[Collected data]
··········

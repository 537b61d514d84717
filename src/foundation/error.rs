/// Convenience result alias used across the crate.
pub type BlendResult<T> = Result<T, BlendError>;

/// Errors surfaced by compositing operations.
///
/// Every precondition is checked before any pixel is computed, so an `Err` never comes with
/// a partially written output.
#[derive(thiserror::Error, Debug)]
pub enum BlendError {
    /// Generic precondition failure.
    #[error("validation error: {0}")]
    Validation(String),

    /// The two operand images do not share the same width and height.
    #[error("dimension mismatch: {}x{} vs {}x{}", .left.0, .left.1, .right.0, .right.1)]
    DimensionMismatch {
        /// `(width, height)` of the first operand.
        left: (u32, u32),
        /// `(width, height)` of the second operand.
        right: (u32, u32),
    },

    /// A per-pixel alpha grid is not shaped like the image it applies to.
    #[error(
        "alpha grid shape mismatch: expected {}x{}, got {}x{}",
        .expected.0, .expected.1, .got.0, .got.1
    )]
    AlphaShapeMismatch {
        /// `(width, height)` of the image.
        expected: (u32, u32),
        /// `(width, height)` of the alpha grid.
        got: (u32, u32),
    },

    /// An alpha value is not finite, or lies outside `[0, 1]` under a rejecting policy.
    #[error("invalid alpha value {value}: expected a finite value in [0, 1]")]
    InvalidAlpha {
        /// Offending value.
        value: f32,
    },

    /// Unguarded "over" hit a pixel where both layers are fully transparent.
    #[error("zero coverage at pixel ({x}, {y}): output alpha is 0, division is undefined")]
    ZeroCoverage {
        /// Column of the pixel.
        x: u32,
        /// Row of the pixel.
        y: u32,
    },

    /// Runtime failure while executing an otherwise valid request.
    #[error("evaluation error: {0}")]
    Evaluation(String),

    /// Settings could not be (de)serialized.
    #[error("serialization error: {0}")]
    Serde(String),

    /// Anything else.
    #[error(transparent)]
    Other(#[from] anyhow::Error),
}

impl BlendError {
    /// Build a [`BlendError::Validation`].
    pub fn validation(msg: impl Into<String>) -> Self {
        Self::Validation(msg.into())
    }

    /// Build a [`BlendError::Evaluation`].
    pub fn evaluation(msg: impl Into<String>) -> Self {
        Self::Evaluation(msg.into())
    }

    /// Build a [`BlendError::Serde`].
    pub fn serde(msg: impl Into<String>) -> Self {
        Self::Serde(msg.into())
    }
}

#[cfg(test)]
#[path = "../../tests/unit/foundation/error.rs"]
mod tests;
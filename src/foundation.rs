pub(crate) mod error;
pub(crate) mod math;
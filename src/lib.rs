//! alphablend is a CPU compositing kernel for RGBA8 images.
//!
//! It combines two equally sized [`image::RgbaImage`]s into a freshly allocated third one,
//! using one of two blend laws:
//!
//! - [`composite_over`]: straight-alpha Porter-Duff "over". Opacity comes from each image's own
//!   alpha channel and the result is un-premultiplied by the output coverage.
//! - [`composite_add`]: premultiplied "over" with explicit per-layer opacities, each either a
//!   scalar or a per-pixel [`AlphaGrid`], plus an optional mask that zeroes every pixel whose
//!   alpha is 0 in the first layer.
//!
//! All arithmetic runs on channels normalized to `[0, 1]`. Results are scaled back to 8 bits
//! with the configured [`Rounding`] and saturate at 255 instead of wrapping.
//!
//! Every call is a pure function of its inputs. Preconditions (matching dimensions, alpha grid
//! shape, finite opacities) are checked up front and reported as a [`BlendError`].
//!
//! [`composite_over_reference`] and [`composite_add_reference`] compute the same results one
//! pixel at a time and are meant for cross-validation.
#![forbid(unsafe_code)]
#![deny(missing_docs)]

mod composite;
mod foundation;

pub use composite::add::{composite_add, composite_add_with};
pub use composite::alpha::{AlphaGrid, AlphaSource, TransparencyMask};
pub use composite::over::{
    composite_over, composite_over_opaque, composite_over_opaque_with, composite_over_with,
};
pub use composite::reference::{composite_add_reference, composite_over_reference};
pub use composite::settings::{AlphaRangePolicy, CompositeSettings, CompositeThreading, Rounding};
pub use foundation::error::{BlendError, BlendResult};
//! Straight-alpha Porter-Duff "over".
//!
//! Both operands carry their opacity in their own alpha channel. The blended color is
//! un-premultiplied by dividing by the output coverage, so this path owns the only division in
//! the crate. A pixel where both layers are fully transparent has zero coverage and composites
//! to `(0, 0, 0, 0)`.

use image::RgbaImage;

use crate::{
    composite::{
        ensure_same_dimensions, exec::for_each_row, into_image, row_bytes,
        settings::{CompositeSettings, Rounding},
    },
    foundation::{
        error::BlendResult,
        math::{denormalize, normalize, pixel},
    },
};

/// Composite `src` over `dst` with default [`CompositeSettings`].
///
/// ```text
/// outA   = srcA + dstA * (1 - srcA)
/// outRGB = (srcRGB * srcA + dstRGB * dstA * (1 - srcA)) / outA
/// ```
pub fn composite_over(src: &RgbaImage, dst: &RgbaImage) -> BlendResult<RgbaImage> {
    composite_over_with(src, dst, &CompositeSettings::default())
}

/// [`composite_over`] with explicit settings.
#[tracing::instrument(skip_all, fields(width = src.width(), height = src.height()))]
pub fn composite_over_with(
    src: &RgbaImage,
    dst: &RgbaImage,
    settings: &CompositeSettings,
) -> BlendResult<RgbaImage> {
    settings.validate()?;
    let (width, height) = ensure_same_dimensions(src, dst)?;
    let rounding = settings.rounding;

    let row_len = width as usize * 4;
    let mut out = vec![0u8; row_len * height as usize];
    for_each_row(&mut out, row_len, &settings.threading, |y, row| {
        let s_row = row_bytes(src, y);
        let d_row = row_bytes(dst, y);
        for ((o, s), d) in row
            .chunks_exact_mut(4)
            .zip(s_row.chunks_exact(4))
            .zip(d_row.chunks_exact(4))
        {
            o.copy_from_slice(&over_pixel(pixel(s), pixel(d), rounding));
        }
    })?;

    into_image(width, height, out)
}

/// Composite `src` over a background that is treated as fully opaque.
///
/// `dst`'s alpha channel is ignored: `outA = 1` and
/// `outRGB = srcRGB * srcA + dstRGB * (1 - srcA)`. For an opaque `dst` this agrees with
/// [`composite_over`] up to rounding, without the division.
pub fn composite_over_opaque(src: &RgbaImage, dst: &RgbaImage) -> BlendResult<RgbaImage> {
    composite_over_opaque_with(src, dst, &CompositeSettings::default())
}

/// [`composite_over_opaque`] with explicit settings.
#[tracing::instrument(skip_all, fields(width = src.width(), height = src.height()))]
pub fn composite_over_opaque_with(
    src: &RgbaImage,
    dst: &RgbaImage,
    settings: &CompositeSettings,
) -> BlendResult<RgbaImage> {
    settings.validate()?;
    let (width, height) = ensure_same_dimensions(src, dst)?;
    let rounding = settings.rounding;

    let row_len = width as usize * 4;
    let mut out = vec![0u8; row_len * height as usize];
    for_each_row(&mut out, row_len, &settings.threading, |y, row| {
        let s_row = row_bytes(src, y);
        let d_row = row_bytes(dst, y);
        for ((o, s), d) in row
            .chunks_exact_mut(4)
            .zip(s_row.chunks_exact(4))
            .zip(d_row.chunks_exact(4))
        {
            let sa = normalize(s[3]);
            for i in 0..3 {
                o[i] = denormalize(normalize(s[i]) * sa + normalize(d[i]) * (1.0 - sa), rounding);
            }
            o[3] = u8::MAX;
        }
    })?;

    into_image(width, height, out)
}

pub(crate) fn coverage(src_a: f32, dst_a: f32) -> f32 {
    src_a + dst_a * (1.0 - src_a)
}

/// Un-premultiplied color of "over". Caller guarantees `out_a > 0`.
pub(crate) fn over_rgb(src: [u8; 4], src_a: f32, dst: [u8; 4], dst_a: f32, out_a: f32) -> [f32; 3] {
    std::array::from_fn(|i| {
        (normalize(src[i]) * src_a + normalize(dst[i]) * dst_a * (1.0 - src_a)) / out_a
    })
}

pub(crate) fn pack(rgb: [f32; 3], a: f32, rounding: Rounding) -> [u8; 4] {
    [
        denormalize(rgb[0], rounding),
        denormalize(rgb[1], rounding),
        denormalize(rgb[2], rounding),
        denormalize(a, rounding),
    ]
}

fn over_pixel(src: [u8; 4], dst: [u8; 4], rounding: Rounding) -> [u8; 4] {
    let src_a = normalize(src[3]);
    let dst_a = normalize(dst[3]);
    let out_a = coverage(src_a, dst_a);
    if out_a == 0.0 {
        return [0; 4];
    }
    pack(over_rgb(src, src_a, dst, dst_a, out_a), out_a, rounding)
}

#[cfg(test)]
#[path = "../../tests/unit/composite/over.rs"]
mod tests;
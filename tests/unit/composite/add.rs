use image::Rgba;

use super::*;
use crate::{AlphaGrid, AlphaRangePolicy, BlendError};

fn solid(width: u32, height: u32, px: [u8; 4]) -> RgbaImage {
    RgbaImage::from_pixel(width, height, Rgba(px))
}

#[test]
fn red_half_over_blue_rounds_half_up() {
    let out = composite_add(
        &solid(2, 2, [255, 0, 0, 255]),
        &solid(2, 2, [0, 0, 255, 255]),
        &AlphaSource::uniform(0.5),
        &AlphaSource::uniform(1.0),
        false,
    )
    .unwrap();
    assert_eq!(out.dimensions(), (2, 2));
    assert!(out.pixels().all(|p| p.0 == [128, 0, 128, 255]));
}

#[test]
fn truncate_reproduces_legacy_bytes() {
    let settings = CompositeSettings {
        rounding: Rounding::Truncate,
        ..CompositeSettings::default()
    };
    let out = composite_add_with(
        &solid(1, 1, [255, 0, 0, 255]),
        &solid(1, 1, [0, 0, 255, 255]),
        &AlphaSource::uniform(0.5),
        &AlphaSource::uniform(1.0),
        false,
        &settings,
    )
    .unwrap();
    assert_eq!(out.get_pixel(0, 0).0, [127, 0, 127, 255]);
}

#[test]
fn full_opacity_foreground_occludes_background() {
    let l1 = solid(3, 1, [10, 200, 30, 255]);
    let l2 = solid(3, 1, [250, 1, 99, 255]);
    for a2 in [0.0, 0.3, 1.0] {
        let out = composite_add(
            &l1,
            &l2,
            &AlphaSource::uniform(1.0),
            &AlphaSource::uniform(a2),
            false,
        )
        .unwrap();
        assert!(out.pixels().all(|p| p.0 == [10, 200, 30, 255]));
    }
}

#[test]
fn zero_opacity_foreground_leaves_background() {
    let l2 = solid(2, 2, [250, 1, 99, 255]);
    let out = composite_add(
        &solid(2, 2, [10, 200, 30, 255]),
        &l2,
        &AlphaSource::uniform(0.0),
        &AlphaSource::uniform(1.0),
        false,
    )
    .unwrap();
    assert_eq!(out, l2);
}

#[test]
fn mask_zeroes_only_transparent_source_pixels() {
    let l1 = RgbaImage::from_fn(2, 1, |x, _| {
        if x == 0 {
            Rgba([90, 90, 90, 0])
        } else {
            Rgba([90, 90, 90, 255])
        }
    });
    let l2 = solid(2, 1, [0, 200, 0, 255]);
    let a1 = AlphaSource::uniform(0.8);
    let a2 = AlphaSource::uniform(1.0);

    let masked = composite_add(&l1, &l2, &a1, &a2, true).unwrap();
    let plain = composite_add(&l1, &l2, &a1, &a2, false).unwrap();

    assert_eq!(masked.get_pixel(0, 0).0, [0, 0, 0, 0]);
    assert_ne!(plain.get_pixel(0, 0).0, [0, 0, 0, 0]);
    assert_eq!(masked.get_pixel(1, 0), plain.get_pixel(1, 0));
}

#[test]
fn per_pixel_alpha_selects_layers_per_pixel() {
    let grid = AlphaGrid::new(2, 1, vec![1.0, 0.0]).unwrap();
    let out = composite_add(
        &solid(2, 1, [255, 0, 0, 255]),
        &solid(2, 1, [0, 0, 255, 255]),
        &AlphaSource::from(grid),
        &AlphaSource::uniform(1.0),
        false,
    )
    .unwrap();
    assert_eq!(out.get_pixel(0, 0).0, [255, 0, 0, 255]);
    assert_eq!(out.get_pixel(1, 0).0, [0, 0, 255, 255]);
}

#[test]
fn uniform_and_filled_grid_are_identical() {
    let l1 = RgbaImage::from_fn(7, 5, |x, y| Rgba([(x * 30) as u8, (y * 40) as u8, 128, (x * y * 9) as u8]));
    let l2 = RgbaImage::from_fn(7, 5, |x, y| Rgba([200, (x * 20) as u8, (y * 50) as u8, 255]));
    for k in [0.0, 0.31, 0.5, 0.97, 1.0] {
        let uniform = composite_add(
            &l1,
            &l2,
            &AlphaSource::uniform(k),
            &AlphaSource::uniform(1.0 - k),
            true,
        )
        .unwrap();
        let grid = composite_add(
            &l1,
            &l2,
            &AlphaSource::from(AlphaGrid::filled(7, 5, k)),
            &AlphaSource::from(AlphaGrid::filled(7, 5, 1.0 - k)),
            true,
        )
        .unwrap();
        assert_eq!(uniform, grid, "k = {k}");
    }
}

#[test]
fn validation_runs_before_any_work() {
    let l = solid(2, 2, [1, 2, 3, 4]);
    let err = composite_add(
        &l,
        &solid(2, 1, [1, 2, 3, 4]),
        &AlphaSource::uniform(0.5),
        &AlphaSource::uniform(0.5),
        false,
    )
    .unwrap_err();
    assert!(matches!(err, BlendError::DimensionMismatch { .. }));

    let err = composite_add(
        &l,
        &l,
        &AlphaSource::from(AlphaGrid::filled(1, 4, 0.5)),
        &AlphaSource::uniform(0.5),
        false,
    )
    .unwrap_err();
    assert!(matches!(err, BlendError::AlphaShapeMismatch { .. }));

    let err = composite_add(
        &l,
        &l,
        &AlphaSource::uniform(0.5),
        &AlphaSource::uniform(f32::NAN),
        false,
    )
    .unwrap_err();
    assert!(matches!(err, BlendError::InvalidAlpha { .. }));
}

#[test]
fn out_of_range_alpha_is_clamped_or_rejected() {
    let l1 = solid(1, 1, [255, 0, 0, 255]);
    let l2 = solid(1, 1, [0, 0, 255, 255]);

    let clamped = composite_add(
        &l1,
        &l2,
        &AlphaSource::uniform(1.5),
        &AlphaSource::uniform(1.0),
        false,
    )
    .unwrap();
    assert_eq!(clamped.get_pixel(0, 0).0, [255, 0, 0, 255]);

    let strict = CompositeSettings {
        alpha_range: AlphaRangePolicy::Reject,
        ..CompositeSettings::default()
    };
    let err = composite_add_with(
        &l1,
        &l2,
        &AlphaSource::uniform(1.5),
        &AlphaSource::uniform(1.0),
        false,
        &strict,
    )
    .unwrap_err();
    assert!(matches!(err, BlendError::InvalidAlpha { value } if value == 1.5));
}
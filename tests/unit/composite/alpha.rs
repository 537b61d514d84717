use image::Rgba;

use super::*;

fn checker(width: u32, height: u32) -> RgbaImage {
    RgbaImage::from_fn(width, height, |x, y| {
        let a = if (x + y) % 2 == 0 { 0 } else { 204 };
        Rgba([10, 20, 30, a])
    })
}

#[test]
fn new_rejects_wrong_value_count() {
    let err = AlphaGrid::new(2, 2, vec![0.5; 3]).unwrap_err();
    assert!(matches!(err, BlendError::Validation(_)));
    assert!(AlphaGrid::new(2, 2, vec![0.5; 4]).is_ok());
}

#[test]
fn from_fn_is_row_major() {
    let grid = AlphaGrid::from_fn(3, 2, |x, y| (y * 10 + x) as f32);
    assert_eq!(grid.values(), &[0.0, 1.0, 2.0, 10.0, 11.0, 12.0]);
    assert_eq!(grid.get(2, 1), Some(12.0));
    assert_eq!(grid.get(3, 0), None);
}

#[test]
fn from_alpha_channel_normalizes() {
    let grid = AlphaGrid::from_alpha_channel(&checker(2, 1));
    assert_eq!(grid.dimensions(), (2, 1));
    assert_eq!(grid.values()[0], 0.0);
    assert!((grid.values()[1] - 0.8).abs() < 1e-6);
}

#[test]
fn uniform_and_filled_grid_resolve_to_same_lookups() {
    let uniform = AlphaSource::uniform(0.25);
    let grid = AlphaSource::from(AlphaGrid::filled(3, 2, 0.25));

    let a = uniform.resolve((3, 2), AlphaRangePolicy::Clamp).unwrap();
    let b = grid.resolve((3, 2), AlphaRangePolicy::Clamp).unwrap();
    for idx in 0..6 {
        assert_eq!(a.at(idx), b.at(idx));
    }
}

#[test]
fn grid_shape_must_match_image() {
    let src = AlphaSource::from(AlphaGrid::filled(2, 3, 1.0));
    let err = src.resolve((3, 2), AlphaRangePolicy::Clamp).unwrap_err();
    match err {
        BlendError::AlphaShapeMismatch { expected, got } => {
            assert_eq!(expected, (3, 2));
            assert_eq!(got, (2, 3));
        }
        other => panic!("unexpected error: {other}"),
    }
}

#[test]
fn out_of_range_values_follow_policy() {
    let src = AlphaSource::from(1.5);
    let clamped = src.resolve((1, 1), AlphaRangePolicy::Clamp).unwrap();
    assert_eq!(clamped.at(0), 1.0);
    assert!(matches!(
        src.resolve((1, 1), AlphaRangePolicy::Reject),
        Err(BlendError::InvalidAlpha { .. })
    ));

    let grid = AlphaSource::from(AlphaGrid::new(2, 1, vec![-0.5, 0.5]).unwrap());
    let clamped = grid.resolve((2, 1), AlphaRangePolicy::Clamp).unwrap();
    assert_eq!(clamped.at(0), 0.0);
    assert_eq!(clamped.at(1), 0.5);
    assert!(grid.resolve((2, 1), AlphaRangePolicy::Reject).is_err());
}

#[test]
fn in_range_grid_is_borrowed() {
    let grid = AlphaSource::from(AlphaGrid::filled(2, 2, 0.5));
    let resolved = grid.resolve((2, 2), AlphaRangePolicy::Clamp).unwrap();
    assert!(matches!(resolved, ResolvedAlpha::PerPixel(Cow::Borrowed(_))));
}

#[test]
fn non_finite_alpha_is_always_rejected() {
    for v in [f32::NAN, f32::INFINITY, f32::NEG_INFINITY] {
        assert!(AlphaSource::from(v)
            .resolve((1, 1), AlphaRangePolicy::Clamp)
            .is_err());
    }
}

#[test]
fn mask_flags_exactly_the_zero_alpha_pixels() {
    let mask = TransparencyMask::from_image(&checker(3, 3));
    assert_eq!(mask.dimensions(), (3, 3));
    assert_eq!(mask.count(), 5);
    assert!(mask.is_transparent(0, 0));
    assert!(!mask.is_transparent(1, 0));
    assert!(mask.is_transparent(1, 1));
    assert!(!mask.is_transparent(9, 9));
}

#[test]
fn mask_ignores_nearly_transparent_pixels() {
    let img = RgbaImage::from_pixel(2, 2, Rgba([0, 0, 0, 1]));
    assert_eq!(TransparencyMask::from_image(&img).count(), 0);
}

··········

WORK INSTRUCTIONS: Nothing but a number should be given: the number of lines in the records that contain the word "right".

EXERCISE OUTPUT: 2